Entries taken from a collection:
^^^^^^^^

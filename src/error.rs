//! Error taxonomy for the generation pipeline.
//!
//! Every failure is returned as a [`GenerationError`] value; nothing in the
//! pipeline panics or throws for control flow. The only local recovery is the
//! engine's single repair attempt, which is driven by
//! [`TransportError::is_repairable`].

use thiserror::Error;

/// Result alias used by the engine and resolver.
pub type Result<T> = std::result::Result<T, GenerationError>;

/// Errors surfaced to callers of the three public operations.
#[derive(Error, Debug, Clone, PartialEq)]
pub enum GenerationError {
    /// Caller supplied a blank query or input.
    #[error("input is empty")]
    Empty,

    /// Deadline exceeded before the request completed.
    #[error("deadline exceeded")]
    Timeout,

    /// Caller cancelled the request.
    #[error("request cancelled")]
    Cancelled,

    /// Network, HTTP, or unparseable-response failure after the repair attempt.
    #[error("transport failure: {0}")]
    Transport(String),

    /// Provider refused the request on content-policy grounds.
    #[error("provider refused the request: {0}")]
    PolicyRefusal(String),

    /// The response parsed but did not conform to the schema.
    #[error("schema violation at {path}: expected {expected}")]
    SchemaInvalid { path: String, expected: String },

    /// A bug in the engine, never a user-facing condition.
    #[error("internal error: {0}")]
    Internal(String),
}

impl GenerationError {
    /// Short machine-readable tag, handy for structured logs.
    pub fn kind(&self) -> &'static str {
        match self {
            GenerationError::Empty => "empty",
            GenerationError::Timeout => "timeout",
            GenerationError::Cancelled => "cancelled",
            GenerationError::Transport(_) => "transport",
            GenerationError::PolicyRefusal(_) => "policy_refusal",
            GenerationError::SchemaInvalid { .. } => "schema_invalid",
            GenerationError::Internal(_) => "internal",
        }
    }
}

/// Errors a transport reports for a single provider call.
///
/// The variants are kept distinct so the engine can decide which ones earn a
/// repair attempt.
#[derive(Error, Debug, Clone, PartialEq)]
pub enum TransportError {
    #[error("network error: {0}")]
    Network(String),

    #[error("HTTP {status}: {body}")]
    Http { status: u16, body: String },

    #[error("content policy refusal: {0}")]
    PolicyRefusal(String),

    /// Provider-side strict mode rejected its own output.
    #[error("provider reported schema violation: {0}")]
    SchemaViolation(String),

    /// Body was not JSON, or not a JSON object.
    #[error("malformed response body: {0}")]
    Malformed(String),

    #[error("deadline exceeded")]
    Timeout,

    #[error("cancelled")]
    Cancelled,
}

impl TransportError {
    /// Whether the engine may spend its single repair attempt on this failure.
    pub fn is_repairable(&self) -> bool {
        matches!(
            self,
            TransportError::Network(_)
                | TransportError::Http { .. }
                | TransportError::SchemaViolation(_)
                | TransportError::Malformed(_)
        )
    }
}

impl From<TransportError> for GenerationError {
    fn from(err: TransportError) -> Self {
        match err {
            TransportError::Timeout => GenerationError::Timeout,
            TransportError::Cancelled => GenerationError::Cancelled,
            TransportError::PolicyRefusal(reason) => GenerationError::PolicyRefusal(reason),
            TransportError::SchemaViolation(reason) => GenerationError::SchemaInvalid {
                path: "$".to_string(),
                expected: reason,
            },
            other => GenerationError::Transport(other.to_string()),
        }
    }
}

^^^^^^^^

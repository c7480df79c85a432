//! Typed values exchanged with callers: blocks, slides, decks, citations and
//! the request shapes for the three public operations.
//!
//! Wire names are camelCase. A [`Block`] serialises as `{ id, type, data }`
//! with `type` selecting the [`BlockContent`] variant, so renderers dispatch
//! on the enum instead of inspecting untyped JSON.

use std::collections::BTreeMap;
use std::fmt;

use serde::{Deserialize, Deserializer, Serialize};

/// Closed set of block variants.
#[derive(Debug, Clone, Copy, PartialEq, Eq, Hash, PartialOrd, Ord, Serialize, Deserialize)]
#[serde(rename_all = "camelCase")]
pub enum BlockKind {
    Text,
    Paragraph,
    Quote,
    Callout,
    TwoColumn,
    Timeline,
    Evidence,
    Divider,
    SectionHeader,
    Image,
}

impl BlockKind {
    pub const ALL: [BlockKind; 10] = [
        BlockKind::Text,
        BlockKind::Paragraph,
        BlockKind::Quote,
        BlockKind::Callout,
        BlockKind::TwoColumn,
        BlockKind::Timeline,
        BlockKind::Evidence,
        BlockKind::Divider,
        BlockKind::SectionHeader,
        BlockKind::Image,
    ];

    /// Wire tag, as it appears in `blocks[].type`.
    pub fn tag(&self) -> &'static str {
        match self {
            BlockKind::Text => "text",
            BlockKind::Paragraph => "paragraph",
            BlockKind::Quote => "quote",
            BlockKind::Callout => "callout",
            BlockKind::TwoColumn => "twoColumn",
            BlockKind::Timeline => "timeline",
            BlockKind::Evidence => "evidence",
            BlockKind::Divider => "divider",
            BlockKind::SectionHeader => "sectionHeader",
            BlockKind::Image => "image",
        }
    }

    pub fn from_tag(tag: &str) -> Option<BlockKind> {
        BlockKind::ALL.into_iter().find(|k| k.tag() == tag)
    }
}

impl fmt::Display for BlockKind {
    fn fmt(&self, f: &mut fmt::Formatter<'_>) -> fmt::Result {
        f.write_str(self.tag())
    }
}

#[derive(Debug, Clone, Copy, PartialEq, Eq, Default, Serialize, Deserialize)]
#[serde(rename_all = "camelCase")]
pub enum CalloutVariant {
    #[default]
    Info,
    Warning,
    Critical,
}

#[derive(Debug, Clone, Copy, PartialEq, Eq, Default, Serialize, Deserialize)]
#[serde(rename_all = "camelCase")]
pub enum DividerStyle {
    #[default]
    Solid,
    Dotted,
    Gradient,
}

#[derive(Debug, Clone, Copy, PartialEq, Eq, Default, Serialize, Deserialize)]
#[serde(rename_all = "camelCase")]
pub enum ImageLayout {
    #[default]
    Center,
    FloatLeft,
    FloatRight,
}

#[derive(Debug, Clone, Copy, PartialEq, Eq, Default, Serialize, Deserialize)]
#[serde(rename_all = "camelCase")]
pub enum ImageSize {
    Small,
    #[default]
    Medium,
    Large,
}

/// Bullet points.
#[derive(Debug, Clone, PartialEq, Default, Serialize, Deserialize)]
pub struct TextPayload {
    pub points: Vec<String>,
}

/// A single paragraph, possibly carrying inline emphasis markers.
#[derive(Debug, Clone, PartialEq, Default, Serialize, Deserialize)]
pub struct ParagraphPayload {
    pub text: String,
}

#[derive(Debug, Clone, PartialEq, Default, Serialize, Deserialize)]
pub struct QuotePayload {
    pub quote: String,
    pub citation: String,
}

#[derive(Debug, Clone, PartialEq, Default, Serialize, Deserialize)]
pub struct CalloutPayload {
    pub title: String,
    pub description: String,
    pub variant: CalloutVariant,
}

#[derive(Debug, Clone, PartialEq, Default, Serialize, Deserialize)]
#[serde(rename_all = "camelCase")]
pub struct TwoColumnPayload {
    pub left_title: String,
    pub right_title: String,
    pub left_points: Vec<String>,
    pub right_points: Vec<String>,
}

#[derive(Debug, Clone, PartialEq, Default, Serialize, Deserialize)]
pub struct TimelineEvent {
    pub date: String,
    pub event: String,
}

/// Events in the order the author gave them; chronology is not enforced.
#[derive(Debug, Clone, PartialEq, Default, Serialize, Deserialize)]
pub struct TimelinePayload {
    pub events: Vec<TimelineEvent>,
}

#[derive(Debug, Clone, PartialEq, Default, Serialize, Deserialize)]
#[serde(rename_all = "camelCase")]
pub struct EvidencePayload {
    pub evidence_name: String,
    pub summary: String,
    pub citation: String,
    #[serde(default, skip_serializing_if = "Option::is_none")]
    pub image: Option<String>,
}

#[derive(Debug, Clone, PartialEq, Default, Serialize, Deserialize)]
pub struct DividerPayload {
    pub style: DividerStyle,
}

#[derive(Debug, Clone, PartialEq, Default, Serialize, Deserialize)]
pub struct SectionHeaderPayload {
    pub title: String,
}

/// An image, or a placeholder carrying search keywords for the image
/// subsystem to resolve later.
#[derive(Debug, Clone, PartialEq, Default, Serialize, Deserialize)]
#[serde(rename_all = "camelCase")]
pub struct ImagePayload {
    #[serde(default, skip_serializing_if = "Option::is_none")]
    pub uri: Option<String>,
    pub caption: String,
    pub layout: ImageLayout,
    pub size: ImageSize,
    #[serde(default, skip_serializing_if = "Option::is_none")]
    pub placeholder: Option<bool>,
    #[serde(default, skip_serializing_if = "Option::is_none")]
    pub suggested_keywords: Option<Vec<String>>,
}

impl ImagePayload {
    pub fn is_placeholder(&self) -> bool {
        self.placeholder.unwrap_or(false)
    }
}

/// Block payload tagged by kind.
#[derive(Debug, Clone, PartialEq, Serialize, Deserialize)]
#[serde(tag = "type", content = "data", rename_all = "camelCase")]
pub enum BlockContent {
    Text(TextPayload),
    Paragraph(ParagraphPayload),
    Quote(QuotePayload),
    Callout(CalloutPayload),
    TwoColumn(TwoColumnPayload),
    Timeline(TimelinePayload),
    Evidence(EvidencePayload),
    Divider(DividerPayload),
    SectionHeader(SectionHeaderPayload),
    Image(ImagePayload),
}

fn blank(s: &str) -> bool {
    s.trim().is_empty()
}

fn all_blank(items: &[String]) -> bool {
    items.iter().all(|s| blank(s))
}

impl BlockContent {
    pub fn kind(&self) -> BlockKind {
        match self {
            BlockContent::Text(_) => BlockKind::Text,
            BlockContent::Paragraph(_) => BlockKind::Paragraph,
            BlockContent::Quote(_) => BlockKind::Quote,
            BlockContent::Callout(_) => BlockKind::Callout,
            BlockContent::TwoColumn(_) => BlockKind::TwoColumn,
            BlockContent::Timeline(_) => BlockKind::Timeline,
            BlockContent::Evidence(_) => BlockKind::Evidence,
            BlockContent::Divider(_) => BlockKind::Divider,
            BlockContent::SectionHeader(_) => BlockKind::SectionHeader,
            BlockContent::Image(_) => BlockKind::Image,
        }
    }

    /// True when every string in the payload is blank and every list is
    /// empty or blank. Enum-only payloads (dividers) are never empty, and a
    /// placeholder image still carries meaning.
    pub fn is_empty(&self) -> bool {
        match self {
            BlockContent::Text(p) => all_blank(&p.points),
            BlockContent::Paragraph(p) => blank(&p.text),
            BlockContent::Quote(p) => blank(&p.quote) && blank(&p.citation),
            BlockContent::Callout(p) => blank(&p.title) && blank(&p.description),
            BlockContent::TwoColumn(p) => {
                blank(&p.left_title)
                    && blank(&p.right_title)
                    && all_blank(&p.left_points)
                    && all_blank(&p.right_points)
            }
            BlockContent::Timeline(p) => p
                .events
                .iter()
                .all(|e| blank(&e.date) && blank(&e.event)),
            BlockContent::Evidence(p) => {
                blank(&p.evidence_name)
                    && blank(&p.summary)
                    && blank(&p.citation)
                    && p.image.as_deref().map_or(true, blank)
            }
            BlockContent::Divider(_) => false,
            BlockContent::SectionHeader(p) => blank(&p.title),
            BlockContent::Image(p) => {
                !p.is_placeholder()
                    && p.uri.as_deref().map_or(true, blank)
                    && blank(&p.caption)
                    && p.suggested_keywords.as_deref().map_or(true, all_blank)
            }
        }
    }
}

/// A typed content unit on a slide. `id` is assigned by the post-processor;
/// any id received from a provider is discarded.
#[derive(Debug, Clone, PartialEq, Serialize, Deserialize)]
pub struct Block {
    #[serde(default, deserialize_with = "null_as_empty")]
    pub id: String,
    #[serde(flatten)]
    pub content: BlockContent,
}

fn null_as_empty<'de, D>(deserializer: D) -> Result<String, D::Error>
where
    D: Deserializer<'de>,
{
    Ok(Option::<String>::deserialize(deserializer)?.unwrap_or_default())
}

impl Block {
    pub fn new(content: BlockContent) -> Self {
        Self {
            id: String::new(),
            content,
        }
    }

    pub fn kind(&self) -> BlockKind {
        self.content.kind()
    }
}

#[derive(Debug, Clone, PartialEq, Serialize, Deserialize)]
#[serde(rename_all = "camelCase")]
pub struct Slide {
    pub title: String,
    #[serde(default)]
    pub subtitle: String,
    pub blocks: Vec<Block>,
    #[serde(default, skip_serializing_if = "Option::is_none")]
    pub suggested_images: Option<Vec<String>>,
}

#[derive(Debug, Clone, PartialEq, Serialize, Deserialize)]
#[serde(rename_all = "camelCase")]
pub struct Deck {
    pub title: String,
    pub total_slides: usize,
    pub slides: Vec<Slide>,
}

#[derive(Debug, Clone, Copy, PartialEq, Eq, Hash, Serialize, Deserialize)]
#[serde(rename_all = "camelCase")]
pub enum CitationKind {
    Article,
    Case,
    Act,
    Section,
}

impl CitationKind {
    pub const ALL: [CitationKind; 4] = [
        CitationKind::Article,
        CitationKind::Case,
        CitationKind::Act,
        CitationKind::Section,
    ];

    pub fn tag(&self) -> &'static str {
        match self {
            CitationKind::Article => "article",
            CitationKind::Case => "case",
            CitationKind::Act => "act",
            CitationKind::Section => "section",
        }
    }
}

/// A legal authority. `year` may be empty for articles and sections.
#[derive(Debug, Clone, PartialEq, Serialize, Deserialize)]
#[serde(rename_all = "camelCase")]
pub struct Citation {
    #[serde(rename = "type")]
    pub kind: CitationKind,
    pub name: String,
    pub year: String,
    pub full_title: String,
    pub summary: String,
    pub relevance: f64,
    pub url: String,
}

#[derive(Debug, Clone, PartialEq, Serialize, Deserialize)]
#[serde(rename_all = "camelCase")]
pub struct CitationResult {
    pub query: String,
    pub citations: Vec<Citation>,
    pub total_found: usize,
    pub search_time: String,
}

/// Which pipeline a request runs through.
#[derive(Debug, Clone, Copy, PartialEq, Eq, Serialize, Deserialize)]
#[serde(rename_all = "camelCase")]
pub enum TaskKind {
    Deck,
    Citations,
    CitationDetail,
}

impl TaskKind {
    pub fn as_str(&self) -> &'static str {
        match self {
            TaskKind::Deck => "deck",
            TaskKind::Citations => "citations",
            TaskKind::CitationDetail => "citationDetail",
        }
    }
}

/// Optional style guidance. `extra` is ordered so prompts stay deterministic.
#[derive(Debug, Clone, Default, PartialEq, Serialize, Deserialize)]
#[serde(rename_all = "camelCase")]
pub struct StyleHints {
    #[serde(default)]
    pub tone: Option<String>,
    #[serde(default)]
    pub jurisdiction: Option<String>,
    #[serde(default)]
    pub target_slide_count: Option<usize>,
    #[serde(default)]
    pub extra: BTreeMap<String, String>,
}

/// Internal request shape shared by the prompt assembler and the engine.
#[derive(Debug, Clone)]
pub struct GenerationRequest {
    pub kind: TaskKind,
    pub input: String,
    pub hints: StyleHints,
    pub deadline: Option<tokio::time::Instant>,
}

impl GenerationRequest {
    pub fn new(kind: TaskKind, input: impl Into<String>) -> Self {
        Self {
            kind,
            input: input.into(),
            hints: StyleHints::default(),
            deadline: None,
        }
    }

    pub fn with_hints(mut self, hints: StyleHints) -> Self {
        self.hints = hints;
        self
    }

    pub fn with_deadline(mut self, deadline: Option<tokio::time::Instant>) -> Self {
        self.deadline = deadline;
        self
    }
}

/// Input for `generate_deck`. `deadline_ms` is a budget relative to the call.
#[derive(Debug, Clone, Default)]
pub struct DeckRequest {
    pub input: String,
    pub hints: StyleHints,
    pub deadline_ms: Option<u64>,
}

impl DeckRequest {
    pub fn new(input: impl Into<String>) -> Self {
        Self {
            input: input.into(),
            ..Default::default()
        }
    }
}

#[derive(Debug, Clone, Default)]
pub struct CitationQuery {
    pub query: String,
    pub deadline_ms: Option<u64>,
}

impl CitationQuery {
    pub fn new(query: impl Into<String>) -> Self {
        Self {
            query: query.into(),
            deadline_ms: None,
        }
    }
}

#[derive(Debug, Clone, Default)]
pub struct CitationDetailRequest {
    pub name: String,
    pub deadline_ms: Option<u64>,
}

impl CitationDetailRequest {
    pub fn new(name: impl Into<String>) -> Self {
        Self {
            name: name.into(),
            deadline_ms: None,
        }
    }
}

^^^^^^^^

Return, from the data, each line where the string "reason" occurs.

» **Expected answer**:
            TransportError::PolicyRefusal(reason) => GenerationError::PolicyRefusal(reason),
            TransportError::SchemaViolation(reason) => GenerationError::SchemaInvalid {
                expected: reason,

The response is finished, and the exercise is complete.